Collected data:
--------------------
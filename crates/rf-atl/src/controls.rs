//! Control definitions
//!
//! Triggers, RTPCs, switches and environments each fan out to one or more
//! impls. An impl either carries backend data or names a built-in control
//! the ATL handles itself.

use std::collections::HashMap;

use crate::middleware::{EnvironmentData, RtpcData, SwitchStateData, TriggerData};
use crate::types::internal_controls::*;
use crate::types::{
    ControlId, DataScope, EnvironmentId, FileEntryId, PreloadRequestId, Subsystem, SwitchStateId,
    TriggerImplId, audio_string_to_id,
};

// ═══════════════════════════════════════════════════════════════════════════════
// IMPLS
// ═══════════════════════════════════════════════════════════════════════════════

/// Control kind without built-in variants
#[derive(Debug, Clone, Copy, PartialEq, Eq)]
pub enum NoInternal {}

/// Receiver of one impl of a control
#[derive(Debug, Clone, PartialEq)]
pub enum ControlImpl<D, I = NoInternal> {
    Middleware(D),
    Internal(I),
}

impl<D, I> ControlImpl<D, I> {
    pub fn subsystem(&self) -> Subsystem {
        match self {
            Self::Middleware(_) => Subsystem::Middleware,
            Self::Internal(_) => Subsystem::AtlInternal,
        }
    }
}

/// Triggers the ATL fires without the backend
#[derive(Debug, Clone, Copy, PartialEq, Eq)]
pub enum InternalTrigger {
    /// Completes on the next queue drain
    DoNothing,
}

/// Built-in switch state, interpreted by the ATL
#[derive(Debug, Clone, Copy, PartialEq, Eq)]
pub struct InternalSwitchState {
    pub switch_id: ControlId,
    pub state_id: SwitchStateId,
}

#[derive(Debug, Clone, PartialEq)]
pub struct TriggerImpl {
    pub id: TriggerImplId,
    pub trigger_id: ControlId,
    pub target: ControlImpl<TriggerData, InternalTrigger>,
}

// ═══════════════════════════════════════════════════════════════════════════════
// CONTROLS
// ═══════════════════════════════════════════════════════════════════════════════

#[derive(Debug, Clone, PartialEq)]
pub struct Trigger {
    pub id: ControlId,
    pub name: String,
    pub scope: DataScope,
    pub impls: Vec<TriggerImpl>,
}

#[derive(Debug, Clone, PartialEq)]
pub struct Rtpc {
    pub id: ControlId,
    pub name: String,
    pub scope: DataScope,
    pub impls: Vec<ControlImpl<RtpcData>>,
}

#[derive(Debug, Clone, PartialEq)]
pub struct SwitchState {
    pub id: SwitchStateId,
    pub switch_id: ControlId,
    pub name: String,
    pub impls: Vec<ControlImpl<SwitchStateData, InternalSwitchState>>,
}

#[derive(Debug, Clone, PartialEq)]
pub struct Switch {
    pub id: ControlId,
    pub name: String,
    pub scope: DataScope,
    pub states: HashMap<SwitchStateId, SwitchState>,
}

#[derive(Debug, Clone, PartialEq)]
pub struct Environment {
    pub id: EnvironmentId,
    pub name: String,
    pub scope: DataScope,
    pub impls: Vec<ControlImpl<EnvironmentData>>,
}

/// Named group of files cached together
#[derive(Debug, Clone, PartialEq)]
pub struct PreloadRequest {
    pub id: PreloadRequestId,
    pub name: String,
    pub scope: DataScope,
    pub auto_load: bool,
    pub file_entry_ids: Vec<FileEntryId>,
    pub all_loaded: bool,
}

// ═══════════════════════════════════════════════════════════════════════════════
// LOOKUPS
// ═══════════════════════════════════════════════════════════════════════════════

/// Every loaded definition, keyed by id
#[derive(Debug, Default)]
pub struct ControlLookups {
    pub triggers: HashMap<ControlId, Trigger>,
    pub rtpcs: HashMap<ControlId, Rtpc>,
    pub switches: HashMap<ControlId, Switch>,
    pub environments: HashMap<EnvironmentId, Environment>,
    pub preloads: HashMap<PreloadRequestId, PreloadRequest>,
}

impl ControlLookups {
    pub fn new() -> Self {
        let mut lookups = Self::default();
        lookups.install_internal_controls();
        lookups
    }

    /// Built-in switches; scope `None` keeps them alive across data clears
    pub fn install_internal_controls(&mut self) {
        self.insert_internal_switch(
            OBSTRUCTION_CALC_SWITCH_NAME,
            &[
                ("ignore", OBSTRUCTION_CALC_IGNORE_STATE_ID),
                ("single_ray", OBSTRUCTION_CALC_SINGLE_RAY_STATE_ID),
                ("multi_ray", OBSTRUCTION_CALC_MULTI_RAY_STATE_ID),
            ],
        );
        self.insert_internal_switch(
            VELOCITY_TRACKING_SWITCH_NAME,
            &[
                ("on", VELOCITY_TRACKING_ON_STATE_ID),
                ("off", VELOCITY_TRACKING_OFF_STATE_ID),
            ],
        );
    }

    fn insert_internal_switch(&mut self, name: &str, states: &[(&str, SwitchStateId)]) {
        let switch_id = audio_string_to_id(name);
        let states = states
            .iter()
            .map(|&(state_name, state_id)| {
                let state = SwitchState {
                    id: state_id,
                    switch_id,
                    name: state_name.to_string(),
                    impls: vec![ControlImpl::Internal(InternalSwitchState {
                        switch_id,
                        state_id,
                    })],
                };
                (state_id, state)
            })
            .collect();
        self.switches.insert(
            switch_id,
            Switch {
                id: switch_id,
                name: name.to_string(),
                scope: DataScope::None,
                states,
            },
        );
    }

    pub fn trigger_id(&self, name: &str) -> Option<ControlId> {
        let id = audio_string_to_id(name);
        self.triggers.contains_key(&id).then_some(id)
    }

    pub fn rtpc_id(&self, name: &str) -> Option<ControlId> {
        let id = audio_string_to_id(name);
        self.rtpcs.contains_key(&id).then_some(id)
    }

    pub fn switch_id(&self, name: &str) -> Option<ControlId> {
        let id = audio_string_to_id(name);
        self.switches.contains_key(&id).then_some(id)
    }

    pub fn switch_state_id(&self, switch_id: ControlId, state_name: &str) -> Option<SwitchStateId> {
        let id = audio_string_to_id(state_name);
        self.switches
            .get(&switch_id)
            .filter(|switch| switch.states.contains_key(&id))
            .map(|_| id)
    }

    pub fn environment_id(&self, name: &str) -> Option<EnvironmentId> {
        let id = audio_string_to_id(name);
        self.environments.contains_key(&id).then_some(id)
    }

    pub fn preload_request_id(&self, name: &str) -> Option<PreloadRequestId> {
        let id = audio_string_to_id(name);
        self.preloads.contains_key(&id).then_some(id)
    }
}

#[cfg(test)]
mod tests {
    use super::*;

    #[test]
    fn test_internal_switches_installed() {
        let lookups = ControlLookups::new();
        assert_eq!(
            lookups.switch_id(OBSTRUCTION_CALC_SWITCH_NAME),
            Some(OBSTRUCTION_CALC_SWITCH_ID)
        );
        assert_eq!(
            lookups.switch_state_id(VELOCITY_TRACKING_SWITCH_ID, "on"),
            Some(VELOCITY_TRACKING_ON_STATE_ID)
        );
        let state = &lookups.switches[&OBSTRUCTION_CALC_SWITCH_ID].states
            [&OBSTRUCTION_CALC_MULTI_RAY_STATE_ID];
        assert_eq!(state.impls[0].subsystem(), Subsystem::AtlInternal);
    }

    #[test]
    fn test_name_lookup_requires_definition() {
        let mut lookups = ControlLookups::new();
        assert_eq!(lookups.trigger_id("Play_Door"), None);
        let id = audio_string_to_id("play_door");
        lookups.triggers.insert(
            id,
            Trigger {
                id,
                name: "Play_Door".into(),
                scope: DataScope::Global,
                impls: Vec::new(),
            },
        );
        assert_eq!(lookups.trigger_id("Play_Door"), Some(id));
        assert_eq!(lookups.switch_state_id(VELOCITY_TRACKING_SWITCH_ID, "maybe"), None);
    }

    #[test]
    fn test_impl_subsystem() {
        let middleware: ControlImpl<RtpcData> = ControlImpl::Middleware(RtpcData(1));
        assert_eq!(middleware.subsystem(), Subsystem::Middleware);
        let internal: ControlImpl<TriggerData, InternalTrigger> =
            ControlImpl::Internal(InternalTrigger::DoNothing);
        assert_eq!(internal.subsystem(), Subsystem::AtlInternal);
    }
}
--------------------
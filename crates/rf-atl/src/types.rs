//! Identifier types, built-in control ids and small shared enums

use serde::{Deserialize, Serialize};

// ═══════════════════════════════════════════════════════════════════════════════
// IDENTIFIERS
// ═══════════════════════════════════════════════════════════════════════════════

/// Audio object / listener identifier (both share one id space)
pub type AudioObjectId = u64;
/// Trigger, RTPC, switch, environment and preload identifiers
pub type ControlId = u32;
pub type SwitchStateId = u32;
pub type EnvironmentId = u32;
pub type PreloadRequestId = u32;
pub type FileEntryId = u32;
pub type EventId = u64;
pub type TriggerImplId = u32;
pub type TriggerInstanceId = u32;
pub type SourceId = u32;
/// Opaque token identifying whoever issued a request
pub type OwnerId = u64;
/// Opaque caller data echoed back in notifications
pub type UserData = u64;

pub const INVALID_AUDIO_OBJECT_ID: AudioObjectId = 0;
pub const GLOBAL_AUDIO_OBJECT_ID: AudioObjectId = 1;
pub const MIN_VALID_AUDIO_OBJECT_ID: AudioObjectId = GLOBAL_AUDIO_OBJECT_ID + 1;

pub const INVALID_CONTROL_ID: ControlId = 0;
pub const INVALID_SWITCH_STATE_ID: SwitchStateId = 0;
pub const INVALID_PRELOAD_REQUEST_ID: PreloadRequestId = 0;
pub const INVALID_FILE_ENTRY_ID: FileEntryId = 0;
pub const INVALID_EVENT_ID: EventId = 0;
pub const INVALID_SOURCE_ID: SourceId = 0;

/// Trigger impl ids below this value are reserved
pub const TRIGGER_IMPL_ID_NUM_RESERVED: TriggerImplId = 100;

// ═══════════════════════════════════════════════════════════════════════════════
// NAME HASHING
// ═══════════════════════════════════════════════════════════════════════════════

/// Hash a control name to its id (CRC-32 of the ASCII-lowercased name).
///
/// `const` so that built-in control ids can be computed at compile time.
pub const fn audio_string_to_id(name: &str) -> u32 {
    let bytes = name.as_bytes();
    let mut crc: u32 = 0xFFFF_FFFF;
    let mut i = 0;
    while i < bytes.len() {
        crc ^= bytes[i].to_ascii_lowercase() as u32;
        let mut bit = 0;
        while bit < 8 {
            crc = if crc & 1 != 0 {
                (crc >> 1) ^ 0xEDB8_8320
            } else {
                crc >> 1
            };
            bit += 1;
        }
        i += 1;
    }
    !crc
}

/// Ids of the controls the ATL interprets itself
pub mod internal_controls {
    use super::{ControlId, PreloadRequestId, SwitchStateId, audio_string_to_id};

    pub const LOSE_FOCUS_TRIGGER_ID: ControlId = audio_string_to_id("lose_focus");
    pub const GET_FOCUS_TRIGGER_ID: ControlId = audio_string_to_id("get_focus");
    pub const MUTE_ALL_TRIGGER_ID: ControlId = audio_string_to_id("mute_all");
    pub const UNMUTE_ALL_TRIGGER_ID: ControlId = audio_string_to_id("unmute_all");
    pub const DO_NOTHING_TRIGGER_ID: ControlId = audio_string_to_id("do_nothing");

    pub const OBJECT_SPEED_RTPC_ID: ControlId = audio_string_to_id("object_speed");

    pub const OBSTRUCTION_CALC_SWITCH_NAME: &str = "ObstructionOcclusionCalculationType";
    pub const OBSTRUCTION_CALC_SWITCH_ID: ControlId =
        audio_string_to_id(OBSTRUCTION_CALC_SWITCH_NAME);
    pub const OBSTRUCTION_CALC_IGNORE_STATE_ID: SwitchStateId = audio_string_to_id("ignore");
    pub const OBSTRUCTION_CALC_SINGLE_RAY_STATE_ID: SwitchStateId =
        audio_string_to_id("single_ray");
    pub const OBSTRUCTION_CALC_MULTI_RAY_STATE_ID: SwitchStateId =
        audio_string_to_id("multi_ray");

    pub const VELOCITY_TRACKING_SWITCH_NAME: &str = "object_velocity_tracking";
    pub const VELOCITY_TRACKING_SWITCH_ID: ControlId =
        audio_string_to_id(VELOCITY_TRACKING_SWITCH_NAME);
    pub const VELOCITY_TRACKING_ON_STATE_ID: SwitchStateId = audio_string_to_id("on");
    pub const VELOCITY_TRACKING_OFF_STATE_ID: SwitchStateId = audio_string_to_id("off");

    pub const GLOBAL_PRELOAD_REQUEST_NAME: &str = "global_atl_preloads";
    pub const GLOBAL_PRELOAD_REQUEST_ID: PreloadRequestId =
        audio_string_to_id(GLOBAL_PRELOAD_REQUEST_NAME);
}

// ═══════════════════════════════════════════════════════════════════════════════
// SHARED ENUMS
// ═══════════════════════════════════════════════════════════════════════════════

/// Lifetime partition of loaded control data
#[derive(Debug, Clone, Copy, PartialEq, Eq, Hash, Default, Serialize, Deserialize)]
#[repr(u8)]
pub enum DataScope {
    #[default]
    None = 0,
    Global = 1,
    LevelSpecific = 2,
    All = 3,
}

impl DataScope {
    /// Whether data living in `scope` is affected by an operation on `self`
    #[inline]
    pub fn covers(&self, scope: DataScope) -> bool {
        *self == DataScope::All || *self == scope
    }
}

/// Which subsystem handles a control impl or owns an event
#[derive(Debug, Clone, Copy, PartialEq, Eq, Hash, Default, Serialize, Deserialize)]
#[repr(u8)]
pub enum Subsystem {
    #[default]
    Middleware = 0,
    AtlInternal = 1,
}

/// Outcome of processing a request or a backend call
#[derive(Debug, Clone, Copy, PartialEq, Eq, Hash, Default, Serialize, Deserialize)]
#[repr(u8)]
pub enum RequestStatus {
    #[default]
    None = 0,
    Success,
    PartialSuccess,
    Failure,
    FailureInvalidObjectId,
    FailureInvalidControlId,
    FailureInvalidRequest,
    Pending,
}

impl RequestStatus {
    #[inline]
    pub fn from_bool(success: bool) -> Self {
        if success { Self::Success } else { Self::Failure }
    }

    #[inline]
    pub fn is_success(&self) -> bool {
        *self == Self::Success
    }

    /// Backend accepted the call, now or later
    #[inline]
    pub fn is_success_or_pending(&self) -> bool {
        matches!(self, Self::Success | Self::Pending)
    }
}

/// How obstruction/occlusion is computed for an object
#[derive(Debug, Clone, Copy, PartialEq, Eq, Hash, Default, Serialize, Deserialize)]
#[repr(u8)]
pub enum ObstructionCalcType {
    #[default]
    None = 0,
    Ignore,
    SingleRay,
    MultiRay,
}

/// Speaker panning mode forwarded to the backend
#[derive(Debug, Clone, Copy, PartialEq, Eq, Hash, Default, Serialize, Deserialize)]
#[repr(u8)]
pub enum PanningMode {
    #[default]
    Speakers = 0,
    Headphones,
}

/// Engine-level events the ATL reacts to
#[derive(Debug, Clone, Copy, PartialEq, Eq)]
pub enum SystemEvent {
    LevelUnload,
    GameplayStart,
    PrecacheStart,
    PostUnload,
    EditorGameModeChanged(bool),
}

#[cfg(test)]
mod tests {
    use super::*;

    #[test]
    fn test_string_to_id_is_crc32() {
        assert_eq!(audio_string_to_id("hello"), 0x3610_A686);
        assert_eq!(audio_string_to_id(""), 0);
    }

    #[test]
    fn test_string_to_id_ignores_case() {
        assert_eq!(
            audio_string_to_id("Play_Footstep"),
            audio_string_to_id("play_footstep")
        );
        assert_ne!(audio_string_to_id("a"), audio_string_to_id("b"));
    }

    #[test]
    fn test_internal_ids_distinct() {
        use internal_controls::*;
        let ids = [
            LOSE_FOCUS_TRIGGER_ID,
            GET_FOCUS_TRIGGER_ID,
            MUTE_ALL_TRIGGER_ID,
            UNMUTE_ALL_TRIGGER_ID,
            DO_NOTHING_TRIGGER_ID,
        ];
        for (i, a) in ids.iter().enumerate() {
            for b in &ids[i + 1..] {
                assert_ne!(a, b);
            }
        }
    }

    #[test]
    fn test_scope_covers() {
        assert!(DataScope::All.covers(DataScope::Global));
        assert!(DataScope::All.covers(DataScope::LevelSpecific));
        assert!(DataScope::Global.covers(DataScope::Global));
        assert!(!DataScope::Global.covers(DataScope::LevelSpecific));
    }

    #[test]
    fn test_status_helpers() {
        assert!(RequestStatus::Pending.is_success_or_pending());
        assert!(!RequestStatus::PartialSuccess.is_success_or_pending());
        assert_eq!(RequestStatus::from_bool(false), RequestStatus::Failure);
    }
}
--------------------
> **Brief**
Your answer should be the lines above from the one containing "pub const VELOCITY_TRACKING_SWITCH_NAME: &str" through the one containing "pub const VELOCITY_TRACKING_OFF_STATE_ID: SwitchStateId", copied exactly and with both ends kept.

> **Solution**
    pub const VELOCITY_TRACKING_SWITCH_NAME: &str = "object_velocity_tracking";
    pub const VELOCITY_TRACKING_SWITCH_ID: ControlId =
        audio_string_to_id(VELOCITY_TRACKING_SWITCH_NAME);
    pub const VELOCITY_TRACKING_ON_STATE_ID: SwitchStateId = audio_string_to_id("on");
    pub const VELOCITY_TRACKING_OFF_STATE_ID: SwitchStateId = audio_string_to_id("off");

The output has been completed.